Pablo nos avisa de que esa disposición positiva a la escucha y la respuesta adecuada a las llamadas
de Dios requiere fomentar buenas costumbres y huir de hábitos que nublan nuestra mente, nos
vuelven ciegos y sordos a la voz de Dios, además de atentar contra nuestra propia dignidad de
hijos de Dios y templos del Espíritu Santo. Pablo individua ese comportamiento indebido en la
fornicación, lo que se atraería hoy día, en nuestra cultura hipersexualizada, al menos por parte de
muchos, la burla, la crítica y el rechazo. Pero la expresión “no os poseéis en propiedad”, podemos
entenderla en un sentido más amplio, que no se limita a la moral sexual (aunque tampoco la
excluya), y se refiere a no vivir de manera egoísta, sólo para sí, en busca de la propia satisfacción,
sino de un modo abierto y generoso: hemos sido rescatados por Cristo Jesús, hechos hijos de Dios
y templos del Espíritu Santo, y lo propio es que vivamos en actitud de servicio, de oblación, dando
gloria a Dios por medio del amor a los hermanos. Cuando tratamos de vivir así, estamos abiertos
a aprender de los que nos hacen de profetas y nos enseñan a escuchar y reconocer la voz del Señor
que llama; pero, además, podemos nosotros mismos ejercer ese ministerio profético para otros,
que, por medio de nuestra ayuda, pueden encontrar el camino que conduce a Jesús.

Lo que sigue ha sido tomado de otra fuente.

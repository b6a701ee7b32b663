use crate::region::RegionId;

/// A walkable span in a [`CompactHeightfield`](crate::compact_heightfield::CompactHeightfield).
/// Packed for memory efficiency.
#[derive(Debug, Clone, PartialEq, Eq)]
#[cfg_attr(feature = "serialize", derive(serde::Serialize, serde::Deserialize))]
pub struct CompactSpan {
    /// The lower extent of the span. (Measured from the heightfield's base.)
    pub y: u16,
    /// The id of the region the span belongs to. (Or [`RegionId::NONE`] if not in a region.)
    pub region: RegionId,
    /// 24 bits: packed neighbor connection data
    /// 8 bits: the height of the span
    data: u32,
}

impl Default for CompactSpan {
    fn default() -> Self {
        Self {
            y: 0,
            region: RegionId::NONE,
            // All directions start out not connected.
            data: 0x00FF_FFFF,
        }
    }
}

impl CompactSpan {
    /// The value stored for a direction without a neighbor.
    pub const NOT_CONNECTED: u8 = 0x3f;

    /// Sets the neighbor connection data for the given direction.
    /// `None` if the neighbor is not connected.
    #[inline]
    pub fn set_con(&mut self, direction: u8, neighbor: impl Into<Option<u8>>) {
        let shift = (direction as u32 & 0x3) * 6;
        let value =
            neighbor.into().unwrap_or(Self::NOT_CONNECTED) as u32 & Self::NOT_CONNECTED as u32;
        self.data = (self.data & !(0x3f << shift)) | (value << shift);
    }

    /// Returns the index of the neighbor span in the neighbor column, relative to the column's first span.
    /// `None` if the neighbor is not connected.
    #[inline]
    pub fn con(&self, direction: u8) -> Option<u8> {
        let shift = (direction as u32 & 0x3) * 6;
        let value = ((self.data >> shift) & Self::NOT_CONNECTED as u32) as u8;
        (value != Self::NOT_CONNECTED).then_some(value)
    }

    /// Returns the height of the span, i.e. the free space above [`CompactSpan::y`].
    #[inline]
    pub fn height(&self) -> u8 {
        (self.data >> 24) as u8
    }

    /// Sets the height of the span.
    #[inline]
    pub fn set_height(&mut self, height: u8) {
        self.data = (self.data & 0x00FF_FFFF) | ((height as u32) << 24);
    }

    /// Returns an iterator over all connected directions and the neighbor's relative index.
    #[inline]
    pub fn connections(&self) -> impl Iterator<Item = (u8, u8)> + '_ {
        (0..4).filter_map(|dir| self.con(dir).map(|con| (dir, con)))
    }
}
//! Weighted recall selection.
//!
//! One algorithm serves two callers: spaced-repetition concept selection in
//! the tracker (due = flagged for repeat and stale enough) and
//! anti-repetition media playback (due = caller's flag). Preference order is
//! due items, then items never picked this session, then the whole pool,
//! always avoiding a back-to-back repeat when more than one candidate
//! remains.

use rand::seq::SliceRandom;
use rand::SeedableRng;
use rand_chacha::ChaCha8Rng;
use std::collections::HashSet;

/// One selectable item with its "due" flag already evaluated by the caller.
#[derive(Debug, Clone)]
pub struct RecallCandidate {
    pub id: String,
    pub due: bool,
}

impl RecallCandidate {
    pub fn new(id: impl Into<String>, due: bool) -> Self {
        Self { id: id.into(), due }
    }
}

/// Pool selector with per-session pick history.
pub struct RecallSelector {
    seen: HashSet<String>,
    last_pick: Option<String>,
    rng: ChaCha8Rng,
}

impl RecallSelector {
    pub fn new() -> Self {
        Self {
            seen: HashSet::new(),
            last_pick: None,
            rng: ChaCha8Rng::from_entropy(),
        }
    }

    /// Deterministic selector for tests and replayable sessions.
    pub fn with_seed(seed: u64) -> Self {
        Self {
            seen: HashSet::new(),
            last_pick: None,
            rng: ChaCha8Rng::seed_from_u64(seed),
        }
    }

    /// Picks the next item from `pool`.
    ///
    /// The pool must be non-empty; an empty pool is a caller precondition
    /// violation and yields `None`.
    pub fn pick(&mut self, pool: &[RecallCandidate]) -> Option<String> {
        if pool.is_empty() {
            tracing::warn!("recall pick called with empty pool");
            return None;
        }

        let due: Vec<&RecallCandidate> = pool.iter().filter(|c| c.due).collect();
        let unseen: Vec<&RecallCandidate> = pool
            .iter()
            .filter(|c| !self.seen.contains(&c.id))
            .collect();

        let mut candidates = if !due.is_empty() {
            due
        } else if !unseen.is_empty() {
            unseen
        } else {
            pool.iter().collect()
        };

        // Avoid back-to-back repeats unless that would leave nothing.
        if candidates.len() > 1 {
            if let Some(ref last) = self.last_pick {
                let without_last: Vec<&RecallCandidate> = candidates
                    .iter()
                    .filter(|c| &c.id != last)
                    .copied()
                    .collect();
                if !without_last.is_empty() {
                    candidates = without_last;
                }
            }
        }

        let choice = candidates.choose(&mut self.rng)?.id.clone();
        self.seen.insert(choice.clone());
        self.last_pick = Some(choice.clone());
        Some(choice)
    }

    pub fn last_pick(&self) -> Option<&str> {
        self.last_pick.as_deref()
    }

    pub fn reset(&mut self) {
        self.seen.clear();
        self.last_pick = None;
    }
}

impl Default for RecallSelector {
    fn default() -> Self {
        Self::new()
    }
}
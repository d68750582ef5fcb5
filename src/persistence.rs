//! Durable storage for the session gate.
//!
//! The gate is the only engine state that must survive process restarts;
//! everything else reinitializes per session. State is written as JSON via a
//! temp file + rename so a crash mid-write never leaves a torn file.

use std::fs;
use std::io::Write;
use std::path::{Path, PathBuf};

use thiserror::Error;

use crate::gate::GateState;

#[derive(Debug, Error)]
pub enum StoreError {
    #[error("io error: {0}")]
    Io(#[from] std::io::Error),
    #[error("serialization error: {0}")]
    Serde(#[from] serde_json::Error),
}

pub type StoreResult<T> = Result<T, StoreError>;

pub struct GateStore {
    path: PathBuf,
}

impl GateStore {
    pub fn new(path: impl Into<PathBuf>) -> Self {
        Self { path: path.into() }
    }

    pub fn path(&self) -> &Path {
        &self.path
    }

    /// Loads persisted gate state. A missing file is a first run, not an
    /// error.
    pub fn load(&self) -> StoreResult<Option<GateState>> {
        let contents = match fs::read_to_string(&self.path) {
            Ok(contents) => contents,
            Err(err) if err.kind() == std::io::ErrorKind::NotFound => return Ok(None),
            Err(err) => return Err(err.into()),
        };
        let state = serde_json::from_str(&contents)?;
        Ok(Some(state))
    }

    pub fn save(&self, state: &GateState) -> StoreResult<()> {
        if let Some(parent) = self.path.parent() {
            if !parent.as_os_str().is_empty() {
                fs::create_dir_all(parent)?;
            }
        }

        let json = serde_json::to_string_pretty(state)?;
        let tmp_path = self.path.with_extension("json.tmp");
        {
            let mut file = fs::File::create(&tmp_path)?;
            file.write_all(json.as_bytes())?;
            file.sync_all()?;
        }
        fs::rename(&tmp_path, &self.path)?;
        tracing::debug!(path = %self.path.display(), "gate state saved");
        Ok(())
    }
}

Juan el Bautista es el mejor ejemplo de la vocación profética y de su necesidad para se produzca
el encuentro personal con Cristo. La esencia de la vocación de Juan es no hablar de sí mismo, no
atraer sobre sí la atención, no pretender protagonismo. Es un verdadero y fiel servidor. Toda su
vida es una referencia a Jesús, todo en él está diciendo: “Este es el Cordero de Dios”. Y así hace
posible que los que habían sido sus discípulos se conviertan en discípulos del único Señor,
Salvador y Maestro, Jesucristo. El encuentro con Cristo es un encuentro personal. Cada uno de
nosotros tiene la posibilidad y el derecho (que no es un derecho, sino una gracia) de acercarse
personalmente a Jesús, entablar con él una conversación, preguntarle dónde vive y quedarse con
él. Jesús vive en la relación con su Padre, y es ahí a donde nos invita y donde debemos quedarnos.

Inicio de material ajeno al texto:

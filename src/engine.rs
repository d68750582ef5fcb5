//! Engine composition root.
//!
//! One `PacingEngine` instance owns every component and is mutated only from
//! a single cooperative update loop: a per-frame `update(dt)` advances
//! time-based state, and discrete events (answers, charge, session
//! boundaries) are delivered synchronously between frames. Consumers get an
//! explicitly constructed engine, never an ambient global, so tests build
//! fresh isolated instances.

use chrono::{DateTime, Utc};

use crate::config::{PacingConfig, RewardEvent};
use crate::gate::{OverrideHold, SessionGate};
use crate::hints::HintLadder;
use crate::meter::{ProgressionMeter, RewardMeter};
use crate::persistence::{GateStore, StoreResult};
use crate::tracker::{ConceptRecord, ConceptTracker};
use crate::types::{DifficultyAdjustment, GateDecision, HintLevel, Learner, Stage};

pub struct PacingEngine {
    tracker: ConceptTracker,
    hints: HintLadder,
    reward_meter: RewardMeter,
    progression: ProgressionMeter,
    gate: SessionGate,
    override_hold: OverrideHold,
    override_inputs: (bool, bool),
    store: Option<GateStore>,
}

impl PacingEngine {
    pub fn new(config: PacingConfig) -> Self {
        Self {
            tracker: ConceptTracker::new(config.tracker.clone()),
            hints: HintLadder::new(config.hints.clone()),
            reward_meter: RewardMeter::from_config(&config.reward_meter),
            progression: ProgressionMeter::from_config(&config.progression),
            override_hold: OverrideHold::new(config.gate.override_hold_secs),
            gate: SessionGate::new(config.gate),
            override_inputs: (false, false),
            store: None,
        }
    }

    /// Engine with durable gate state: loads what the store has (if
    /// anything) and persists gate changes from then on.
    pub fn with_store(config: PacingConfig, store: GateStore) -> StoreResult<Self> {
        let mut engine = Self::new(config.clone());
        if let Some(state) = store.load()? {
            engine.gate = SessionGate::with_state(config.gate, state);
        }
        engine.store = Some(store);
        Ok(engine)
    }

    // ---- per-frame tick ----

    /// Advances all time-based state by `dt` seconds. Returns whether the
    /// hint level escalated this frame, so the caller can voice the new hint
    /// exactly once.
    pub fn update(&mut self, dt: f64) -> bool {
        self.reward_meter.update(dt);
        self.progression.update(dt);

        let (a_held, b_held) = self.override_inputs;
        if self.override_hold.update(dt, a_held && b_held) {
            self.gate.override_reset();
            self.persist_gate();
            self.override_hold.reset();
        }

        self.hints.update(dt)
    }

    /// Feeds the current held-state of the two caregiver override inputs.
    pub fn set_override_inputs(&mut self, a_held: bool, b_held: bool) {
        self.override_inputs = (a_held, b_held);
    }

    // ---- prompt lifecycle ----

    /// Starting a new prompt discards any in-flight hint state for the
    /// previous prompt.
    pub fn start_prompt(&mut self, learner: Learner) {
        self.hints.start_prompt(learner);
    }

    pub fn record_answer(&mut self, domain: &str, concept: &str, correct: bool) {
        self.tracker.record_answer(domain, concept, correct);
        if !correct {
            self.hints.on_miss();
        }
    }

    /// Registers a miss with the hint ladder only, for misses that are not
    /// concept answers (e.g. tapping empty space). Returns whether the level
    /// changed.
    pub fn report_miss(&mut self) -> bool {
        self.hints.on_miss()
    }

    pub fn next_concept(&mut self, domain: &str, pool: &[String]) -> Option<String> {
        self.tracker.next_concept(domain, pool)
    }

    pub fn mark_repeated(&mut self, domain: &str, concept: &str) {
        self.tracker.mark_repeated(domain, concept);
    }

    // ---- charge ----

    pub fn add_reward_charge(&mut self, amount: f64) -> Option<RewardEvent> {
        self.reward_meter.add_charge(amount)
    }

    pub fn add_progress_charge(&mut self, amount: f64) -> Option<Stage> {
        self.progression.add_charge(amount)
    }

    // ---- session boundaries ----

    pub fn can_start_session_at(&mut self, now: DateTime<Utc>) -> GateDecision {
        let decision = self.gate.can_start_at(now);
        self.persist_gate();
        decision
    }

    pub fn can_start_session(&mut self) -> GateDecision {
        self.can_start_session_at(Utc::now())
    }

    /// Ends the current session: updates the gate, clears per-session state
    /// (tracker and reward meter), and persists the gate.
    pub fn end_session_at(&mut self, now: DateTime<Utc>) {
        self.gate.record_session_end_at(now);
        self.tracker.reset();
        self.reward_meter.reset_charge();
        self.persist_gate();
        tracing::info!("session ended");
    }

    pub fn end_session(&mut self) {
        self.end_session_at(Utc::now());
    }

    // ---- read-only queries for renderers/voice ----

    pub fn hint_level(&self) -> HintLevel {
        self.hints.level()
    }

    pub fn auto_completed(&self) -> bool {
        self.hints.auto_completed()
    }

    pub fn difficulty_adjustment(&self) -> DifficultyAdjustment {
        self.tracker.difficulty_adjustment()
    }

    pub fn repeat_concepts(&self, domain: &str) -> Vec<String> {
        self.tracker.repeat_concepts(domain)
    }

    pub fn concept_record(&self, domain: &str, concept: &str) -> Option<&ConceptRecord> {
        self.tracker.record(domain, concept)
    }

    pub fn reward_percent(&self) -> f64 {
        self.reward_meter.percent()
    }

    pub fn reward_display_charge(&self) -> f64 {
        self.reward_meter.display_charge()
    }

    pub fn progress_percent(&self) -> f64 {
        self.progression.percent()
    }

    pub fn stage(&self) -> Stage {
        self.progression.stage()
    }

    pub fn override_progress(&self) -> f64 {
        self.override_hold.progress()
    }

    pub fn gate_state(&self) -> &crate::gate::GateState {
        self.gate.state()
    }

    fn persist_gate(&self) {
        if let Some(ref store) = self.store {
            if let Err(err) = store.save(self.gate.state()) {
                tracing::warn!(error = %err, "failed to persist gate state");
            }
        }
    }
}

impl Default for PacingEngine {
    fn default() -> Self {
        Self::new(PacingConfig::default())
    }
}

#[cfg(test)]
mod tests {
    use super::*;

    #[test]
    fn test_wrong_answer_feeds_both_tracker_and_ladder() {
        let mut engine = PacingEngine::default();
        engine.start_prompt(Learner::Younger);
        engine.record_answer("color", "red", false);

        assert_eq!(engine.hint_level(), HintLevel::Emphasis);
        let record = engine
            .concept_record("color", "red")
            .expect("Record not found");
        assert_eq!(record.misses, 1);
        assert!(record.needs_repeat);
    }

    #[test]
    fn test_update_reports_hint_escalation_once() {
        let mut engine = PacingEngine::default();
        engine.start_prompt(Learner::Younger);
        assert!(!engine.update(4.0));
        assert!(engine.update(1.5));
        assert_eq!(engine.hint_level(), HintLevel::Repeat);
        assert!(!engine.update(0.1));
    }

    #[test]
    fn test_end_session_clears_transient_state_only() {
        let mut engine = PacingEngine::default();
        engine.record_answer("color", "red", true);
        engine.add_reward_charge(30.0);
        engine.add_progress_charge(30.0);

        engine.end_session_at(chrono::Utc::now());

        assert!(engine.concept_record("color", "red").is_none());
        assert_eq!(engine.reward_percent(), 0.0);
        // Progression survives session boundaries.
        assert_eq!(engine.stage(), Stage::Sprout);
        assert_eq!(engine.gate_state().sessions_today, 1);
    }

    #[test]
    fn test_override_hold_clears_gate() {
        use chrono::TimeZone;
        let mut engine = PacingEngine::default();
        let now = chrono::Utc.with_ymd_and_hms(2025, 3, 10, 9, 0, 0).unwrap();
        // Stamp today's daily reset before recording sessions.
        engine.can_start_session_at(now);
        for _ in 0..4 {
            engine.end_session_at(now);
        }
        assert!(!engine.can_start_session_at(now).is_allowed());

        engine.set_override_inputs(true, true);
        engine.update(1.5);
        // Released early: the hold starts over.
        engine.set_override_inputs(true, false);
        engine.update(0.1);
        assert_eq!(engine.gate_state().sessions_today, 4);

        engine.set_override_inputs(true, true);
        engine.update(3.1);
        assert_eq!(engine.gate_state().sessions_today, 0);
        assert!(engine.can_start_session_at(now).is_allowed());
    }
}
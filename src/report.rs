//! Results table rendering. Purely a presentation sink: the engine hands
//! over the ordered results and never reads anything back.
use crate::engine::ScenarioResult;

pub trait Reporter {
    fn report(&self, results: &[ScenarioResult]);
}

pub struct ConsoleReporter;

impl Reporter for ConsoleReporter {
    fn report(&self, results: &[ScenarioResult]) {
        print!("{}", render_results(results));
    }
}

pub(crate) fn render_results(results: &[ScenarioResult]) -> String {
    let mut out = String::new();
    if results.is_empty() {
        out.push_str("No scenarios were run.\n");
        return out;
    }

    let header = ("Scenario", "Result", "Command");
    let rows: Vec<(String, String, String)> = results
        .iter()
        .map(|result| {
            (
                result.scenario.clone(),
                verdict(result),
                result.command.clone(),
            )
        })
        .collect();

    let scenario_width = width(header.0, rows.iter().map(|row| row.0.as_str()));
    let result_width = width(header.1, rows.iter().map(|row| row.1.as_str()));

    out.push_str("\nScenario results:\n\n");
    out.push_str(&format!(
        "  {:scenario_width$}  {:result_width$}  {}\n",
        header.0, header.1, header.2
    ));
    for (result, row) in results.iter().zip(rows.iter()) {
        out.push_str(&format!(
            "  {:scenario_width$}  {:result_width$}  {}\n",
            row.0, row.1, row.2
        ));
        for dependency in &result.dependency_state {
            let expected = dependency
                .version_expected
                .as_deref()
                .unwrap_or("removed");
            let seen = dependency.version_seen.as_deref().unwrap_or("not installed");
            out.push_str(&format!(
                "    {}: expected {expected}, saw {seen} ({})\n",
                dependency.name, dependency.package_manager
            ));
        }
    }

    let passed = results.iter().filter(|result| result.result).count();
    let failed = results.len() - passed;
    let allowed = results
        .iter()
        .filter(|result| !result.result && result.allowed_to_fail)
        .count();
    out.push('\n');
    out.push_str(&format!("{passed} passed, {failed} failed"));
    if allowed > 0 {
        out.push_str(&format!(" ({allowed} allowed to fail)"));
    }
    out.push('\n');
    out
}

fn verdict(result: &ScenarioResult) -> String {
    match (result.result, result.allowed_to_fail) {
        (true, _) => "PASS".to_string(),
        (false, true) => "FAIL (allowed)".to_string(),
        (false, false) => "FAIL".to_string(),
    }
}

fn width<'a, I>(header: &str, cells: I) -> usize
where
    I: Iterator<Item = &'a str>,
{
    cells
        .map(str::len)
        .chain(std::iter::once(header.len()))
        .max()
        .unwrap_or(0)
}
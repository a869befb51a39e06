use sha2::Digest;
use std::path::Path;

pub fn display_path(path: &Path, base: Option<&Path>) -> String {
    if let Some(base) = base {
        if let Ok(relative) = path.strip_prefix(base) {
            return relative.display().to_string();
        }
    }
    path.display().to_string()
}

pub fn sha256_hex(bytes: &[u8]) -> String {
    let mut hasher = sha2::Sha256::new();
    hasher.update(bytes);
    format!("{:x}", hasher.finalize())
}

Es lo dicho antes sobre nuestra identidad de hijos de Dios y templos del Espíritu Santo. Esto lo
adquirimos en el trato cotidiano con Jesús.

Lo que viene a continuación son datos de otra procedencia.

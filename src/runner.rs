//! Test-command execution.
//!
//! Pass/fail travels through `CommandOutcome`, never through `Err`: `Err` is
//! reserved for spawn-level failures (program missing, permission denied).
use anyhow::{Context, Result};
use std::collections::BTreeMap;
use std::path::PathBuf;
use std::process::Command;
use std::time::{Duration, Instant};

pub const SCENARIO_ENV_VAR: &str = "DEP_TRY_SCENARIO";

/// Exit code reported when a timed-out command is not treated as a success.
const TIMEOUT_EXIT_CODE: i32 = 124;

#[derive(Debug, Clone, Copy, PartialEq, Eq)]
pub enum CommandOutcome {
    Success,
    Failed(i32),
}

impl CommandOutcome {
    pub fn passed(&self) -> bool {
        matches!(self, CommandOutcome::Success)
    }
}

#[derive(Debug, Clone, Copy)]
pub struct RunTimeout {
    pub duration: Duration,
    pub treat_as_success: bool,
}

#[derive(Debug, Clone, Default)]
pub struct RunOptions {
    pub cwd: Option<PathBuf>,
    /// Merged into the child's environment at spawn; scoped to this
    /// invocation only.
    pub env: BTreeMap<String, String>,
    pub timeout: Option<RunTimeout>,
}

pub trait CommandRunner {
    fn run(&self, program: &str, args: &[String], options: &RunOptions)
        -> Result<CommandOutcome>;
}

/// Runs the command as a real child process.
pub struct ProcessRunner;

impl CommandRunner for ProcessRunner {
    fn run(
        &self,
        program: &str,
        args: &[String],
        options: &RunOptions,
    ) -> Result<CommandOutcome> {
        let mut cmd = Command::new(program);
        cmd.args(args);
        if let Some(cwd) = &options.cwd {
            cmd.current_dir(cwd);
        }
        for (key, value) in &options.env {
            cmd.env(key, value);
        }

        let Some(timeout) = options.timeout else {
            let status = cmd
                .status()
                .with_context(|| format!("spawn {program}"))?;
            return Ok(outcome_from_code(status.code()));
        };

        let mut child = cmd.spawn().with_context(|| format!("spawn {program}"))?;
        let started = Instant::now();
        loop {
            if let Some(status) = child
                .try_wait()
                .with_context(|| format!("wait for {program}"))?
            {
                return Ok(outcome_from_code(status.code()));
            }
            if started.elapsed() >= timeout.duration {
                let _ = child.kill();
                let _ = child.wait();
                return Ok(if timeout.treat_as_success {
                    CommandOutcome::Success
                } else {
                    CommandOutcome::Failed(TIMEOUT_EXIT_CODE)
                });
            }
            std::thread::sleep(Duration::from_millis(50));
        }
    }
}

fn outcome_from_code(code: Option<i32>) -> CommandOutcome {
    match code {
        Some(0) => CommandOutcome::Success,
        Some(code) => CommandOutcome::Failed(code),
        // Signal-terminated: no exit code to report.
        None => CommandOutcome::Failed(1),
    }
}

Pero este encuentro personal es, al mismo tiempo, un encuentro mediado. Siempre hay un Juan
Bautista que propició nuestro encuentro con Cristo. Hoy es un buen día para recordar quién fue (o
quienes fueron) para mí Juan el Bautista. Pero en el Evangelio se ve cómo inmediatamente, tras el
encuentro con Jesús, se produce una dinámica de transmisión del testimonio. Así como no
debemos vivir sólo para nosotros mismos, tampoco la fe nos la debemos guardar, sino que la
recibimos como un don para compartirlo: Juan Bautista señala al Cordero de Dios a Andrés y al
otro discípulo, y Andrés lleva a Pedro hasta Jesús. Y ahí se genera un movimiento que llega hasta
nuestros días, hasta cada uno de nosotros.
La acción de gracias por los mediadores que nos han llevado a Jesús debe completarse con la
responsabilidad del testimonio que llama a otros al encuentro con Jesús. También nosotros
podemos ser y convertirnos en mediadores y profetas de la llamada de Dios. Para que no se tenga
la sensación de que Dios se ha quedado mudo, tenemos nosotros que curar nuestra sordera, pero
también que prestar nuestra propia voz para que la llamada de Dios siga sonando en nuestros días.